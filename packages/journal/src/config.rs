//! # Journal configuration from environment variables
//!
//! Everything deployment-specific (the admin secret, which collection to read, who may
//! read it) is resolved once at startup into a [`JournalConfig`]. Nothing is compiled
//! into the source.
//!
//! | Variable | Meaning | Default |
//! |----------|---------|---------|
//! | `JOURNAL_ADMIN_SECRET` | plaintext admin secret | unset |
//! | `JOURNAL_ADMIN_SECRET_HASH` | Argon2id PHC hash of the secret, wins over the plaintext | unset |
//! | `JOURNAL_COLLECTION` | collection name | `texts` |
//! | `JOURNAL_READ_POLICY` | `open` or `require-sign-in` | `require-sign-in` |
//! | `JOURNAL_AUTH_TOKEN` | custom sign-in token, anonymous sign-in otherwise | unset |
//! | `JOURNAL_DEFAULT_IMAGE_URL` | placeholder image | [`store::DEFAULT_IMAGE_URL`] |
//! | `JOURNAL_LOCALE` | `pt-PT` or `en` | `pt-PT` |
//! | `JOURNAL_DATA_DIR` | directory for the file-backed store | platform data dir |
//! | `JOURNAL_TITLE` | page heading | `Fragments` |
//! | `JOURNAL_AUTHOR` | byline under the heading | empty |
//!
//! With no secret at all the gate is [`Locked`] and the journal is read-only.
//!
//! [`JournalConfig::from_build_env`] bakes values into the binary, so it only takes the
//! hash. A plaintext `JOURNAL_ADMIN_SECRET` present at build time is refused with
//! [`ConfigError::PlaintextSecretInBundle`]. `web --hash-secret <secret>` prints the
//! hash to use instead.

use std::path::PathBuf;
use std::str::FromStr;

use crate::admin::{AnyCredential, HashedSecret, Locked, SharedSecret};
use crate::dates::Locale;
use crate::error::ConfigError;

const ADMIN_SECRET: &str = "JOURNAL_ADMIN_SECRET";

/// Only whether the plaintext was set is kept; the value itself never reaches the binary.
const BUILD_HAS_PLAINTEXT_SECRET: bool = match option_env!("JOURNAL_ADMIN_SECRET") {
    Some(secret) => !secret.is_empty(),
    None => false,
};

/// Whether snapshots wait for a signed-in identity.
#[derive(Clone, Copy, Debug, Default, PartialEq, Eq)]
pub enum ReadPolicy {
    /// Subscribe as soon as the journal starts.
    Open,
    /// Subscribe once an identity (anonymous is fine) is established.
    #[default]
    RequireSignIn,
}

impl FromStr for ReadPolicy {
    type Err = ConfigError;

    fn from_str(s: &str) -> Result<Self, Self::Err> {
        match s.trim().to_ascii_lowercase().as_str() {
            "open" => Ok(Self::Open),
            "require-sign-in" | "require_sign_in" | "signed-in" => Ok(Self::RequireSignIn),
            _ => Err(ConfigError::InvalidValue {
                name: "JOURNAL_READ_POLICY",
                value: s.to_string(),
            }),
        }
    }
}

/// Application configuration resolved at startup.
#[derive(Clone, Debug, PartialEq)]
pub struct JournalConfig {
    pub credential: AnyCredential,
    pub collection: String,
    pub read_policy: ReadPolicy,
    pub auth_token: Option<String>,
    pub default_image_url: String,
    pub locale: Locale,
    pub data_dir: Option<PathBuf>,
    pub title: String,
    pub author: String,
}

impl Default for JournalConfig {
    fn default() -> Self {
        Self {
            credential: AnyCredential::Locked(Locked),
            collection: "texts".to_string(),
            read_policy: ReadPolicy::default(),
            auth_token: None,
            default_image_url: store::DEFAULT_IMAGE_URL.to_string(),
            locale: Locale::default(),
            data_dir: None,
            title: "Fragments".to_string(),
            author: String::new(),
        }
    }
}

impl JournalConfig {
    /// Read configuration from the process environment, loading `.env` first.
    #[cfg(not(target_arch = "wasm32"))]
    pub fn from_env() -> Result<Self, ConfigError> {
        dotenvy::dotenv().ok();
        Self::from_lookup(|name| std::env::var(name).ok())
    }

    /// Read configuration captured from the build environment. Used where there is no
    /// process environment at run time, as in the browser.
    pub fn from_build_env() -> Result<Self, ConfigError> {
        Self::from_bundle(BUILD_HAS_PLAINTEXT_SECRET, |name| {
            let value = match name {
                "JOURNAL_ADMIN_SECRET_HASH" => option_env!("JOURNAL_ADMIN_SECRET_HASH"),
                "JOURNAL_COLLECTION" => option_env!("JOURNAL_COLLECTION"),
                "JOURNAL_READ_POLICY" => option_env!("JOURNAL_READ_POLICY"),
                "JOURNAL_AUTH_TOKEN" => option_env!("JOURNAL_AUTH_TOKEN"),
                "JOURNAL_DEFAULT_IMAGE_URL" => option_env!("JOURNAL_DEFAULT_IMAGE_URL"),
                "JOURNAL_LOCALE" => option_env!("JOURNAL_LOCALE"),
                "JOURNAL_DATA_DIR" => option_env!("JOURNAL_DATA_DIR"),
                "JOURNAL_TITLE" => option_env!("JOURNAL_TITLE"),
                "JOURNAL_AUTHOR" => option_env!("JOURNAL_AUTHOR"),
                _ => None,
            };
            value.map(str::to_string)
        })
    }

    /// Like [`from_lookup`](Self::from_lookup) for values that end up inside a shipped
    /// bundle: the plaintext secret is never read and its presence is an error.
    fn from_bundle(
        plaintext_set: bool,
        lookup: impl Fn(&str) -> Option<String>,
    ) -> Result<Self, ConfigError> {
        if plaintext_set {
            return Err(ConfigError::PlaintextSecretInBundle);
        }
        Self::from_lookup(|name| if name == ADMIN_SECRET { None } else { lookup(name) })
    }

    /// Build configuration from any key/value source. Empty values count as unset.
    pub fn from_lookup(lookup: impl Fn(&str) -> Option<String>) -> Result<Self, ConfigError> {
        let get = |name: &str| lookup(name).filter(|v| !v.trim().is_empty());
        let defaults = Self::default();

        let credential = match (
            get("JOURNAL_ADMIN_SECRET_HASH"),
            get(ADMIN_SECRET),
        ) {
            (Some(phc), _) => AnyCredential::Hashed(HashedSecret::new(phc.trim()).map_err(
                |_| ConfigError::InvalidValue {
                    name: "JOURNAL_ADMIN_SECRET_HASH",
                    value: phc.clone(),
                },
            )?),
            (None, Some(secret)) => AnyCredential::Shared(SharedSecret::new(secret)),
            (None, None) => {
                tracing::warn!("no admin secret configured, journal is read-only");
                AnyCredential::Locked(Locked)
            }
        };

        let collection = get("JOURNAL_COLLECTION")
            .map(|c| c.trim().to_string())
            .unwrap_or(defaults.collection);
        if collection.contains(['/', '\\']) {
            return Err(ConfigError::InvalidValue {
                name: "JOURNAL_COLLECTION",
                value: collection,
            });
        }

        let read_policy = get("JOURNAL_READ_POLICY")
            .map(|v| v.parse())
            .transpose()?
            .unwrap_or_default();
        let locale = get("JOURNAL_LOCALE")
            .map(|v| v.parse())
            .transpose()?
            .unwrap_or_default();

        Ok(Self {
            credential,
            collection,
            read_policy,
            auth_token: get("JOURNAL_AUTH_TOKEN"),
            default_image_url: get("JOURNAL_DEFAULT_IMAGE_URL")
                .unwrap_or(defaults.default_image_url),
            locale,
            data_dir: get("JOURNAL_DATA_DIR").map(PathBuf::from),
            title: get("JOURNAL_TITLE").unwrap_or(defaults.title),
            author: get("JOURNAL_AUTHOR").unwrap_or_default(),
        })
    }
}

#[cfg(test)]
mod tests {
    use super::*;
    use crate::admin::{hash_secret, CredentialCheck};
    use std::collections::HashMap;

    fn lookup(pairs: &[(&str, &str)]) -> impl Fn(&str) -> Option<String> {
        let map: HashMap<String, String> = pairs
            .iter()
            .map(|(k, v)| (k.to_string(), v.to_string()))
            .collect();
        move |name| map.get(name).cloned()
    }

    #[test]
    fn test_defaults() {
        let config = JournalConfig::from_lookup(lookup(&[])).unwrap();
        assert_eq!(config.collection, "texts");
        assert_eq!(config.read_policy, ReadPolicy::RequireSignIn);
        assert_eq!(config.default_image_url, store::DEFAULT_IMAGE_URL);
        assert_eq!(config.locale, Locale::PtPt);
        assert!(config.auth_token.is_none());
        assert!(matches!(config.credential, AnyCredential::Locked(_)));
    }

    #[test]
    fn test_plain_secret() {
        let config = JournalConfig::from_lookup(lookup(&[
            ("JOURNAL_ADMIN_SECRET", "23872387"),
            ("JOURNAL_COLLECTION", "textos"),
            ("JOURNAL_READ_POLICY", "open"),
            ("JOURNAL_LOCALE", "en"),
        ]))
        .unwrap();
        assert!(config.credential.verify("23872387").unwrap());
        assert_eq!(config.collection, "textos");
        assert_eq!(config.read_policy, ReadPolicy::Open);
        assert_eq!(config.locale, Locale::En);
    }

    #[test]
    fn test_hash_wins_over_plaintext() {
        let phc = hash_secret("from-hash").unwrap();
        let config = JournalConfig::from_lookup(lookup(&[
            ("JOURNAL_ADMIN_SECRET", "from-plain"),
            ("JOURNAL_ADMIN_SECRET_HASH", &phc),
        ]))
        .unwrap();
        assert!(config.credential.verify("from-hash").unwrap());
        assert!(!config.credential.verify("from-plain").unwrap());
    }

    #[test]
    fn test_empty_values_count_as_unset() {
        let config =
            JournalConfig::from_lookup(lookup(&[("JOURNAL_ADMIN_SECRET", ""), ("JOURNAL_TITLE", " ")]))
                .unwrap();
        assert!(matches!(config.credential, AnyCredential::Locked(_)));
        assert_eq!(config.title, "Fragments");
    }

    #[test]
    fn test_bundle_refuses_plaintext_secret() {
        let err = JournalConfig::from_bundle(true, lookup(&[])).unwrap_err();
        assert_eq!(err, ConfigError::PlaintextSecretInBundle);
        assert!(err.to_string().contains("JOURNAL_ADMIN_SECRET_HASH"));
    }

    #[test]
    fn test_bundle_only_reads_the_hash() {
        let config =
            JournalConfig::from_bundle(false, lookup(&[("JOURNAL_ADMIN_SECRET", "23872387")]))
                .unwrap();
        assert!(matches!(config.credential, AnyCredential::Locked(_)));

        let phc = hash_secret("23872387").unwrap();
        let config = JournalConfig::from_bundle(
            false,
            lookup(&[("JOURNAL_ADMIN_SECRET_HASH", &phc), ("JOURNAL_TITLE", "Textos")]),
        )
        .unwrap();
        assert!(matches!(config.credential, AnyCredential::Hashed(_)));
        assert!(config.credential.verify("23872387").unwrap());
        assert_eq!(config.title, "Textos");
    }

    #[test]
    fn test_invalid_values() {
        let err = JournalConfig::from_lookup(lookup(&[("JOURNAL_READ_POLICY", "sometimes")]))
            .unwrap_err();
        assert_eq!(
            err,
            ConfigError::InvalidValue {
                name: "JOURNAL_READ_POLICY",
                value: "sometimes".to_string()
            }
        );

        assert!(JournalConfig::from_lookup(lookup(&[("JOURNAL_ADMIN_SECRET_HASH", "nope")])).is_err());
        assert!(JournalConfig::from_lookup(lookup(&[("JOURNAL_COLLECTION", "a/b")])).is_err());
    }
}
---
Once you reach the line containing "platform data dir |", include it and stop; until then, reproduce each line of the listing from its start exactly.

filename packages/journal/src/config.rs
//! # Journal configuration from environment variables
//!
//! Everything deployment-specific (the admin secret, which collection to read, who may
//! read it) is resolved once at startup into a [`JournalConfig`]. Nothing is compiled
//! into the source.
//!
//! | Variable | Meaning | Default |
//! |----------|---------|---------|
//! | `JOURNAL_ADMIN_SECRET` | plaintext admin secret | unset |
//! | `JOURNAL_ADMIN_SECRET_HASH` | Argon2id PHC hash of the secret, wins over the plaintext | unset |
//! | `JOURNAL_COLLECTION` | collection name | `texts` |
//! | `JOURNAL_READ_POLICY` | `open` or `require-sign-in` | `require-sign-in` |
//! | `JOURNAL_AUTH_TOKEN` | custom sign-in token, anonymous sign-in otherwise | unset |
//! | `JOURNAL_DEFAULT_IMAGE_URL` | placeholder image | [`store::DEFAULT_IMAGE_URL`] |
//! | `JOURNAL_LOCALE` | `pt-PT` or `en` | `pt-PT` |
//! | `JOURNAL_DATA_DIR` | directory for the file-backed store | platform data dir |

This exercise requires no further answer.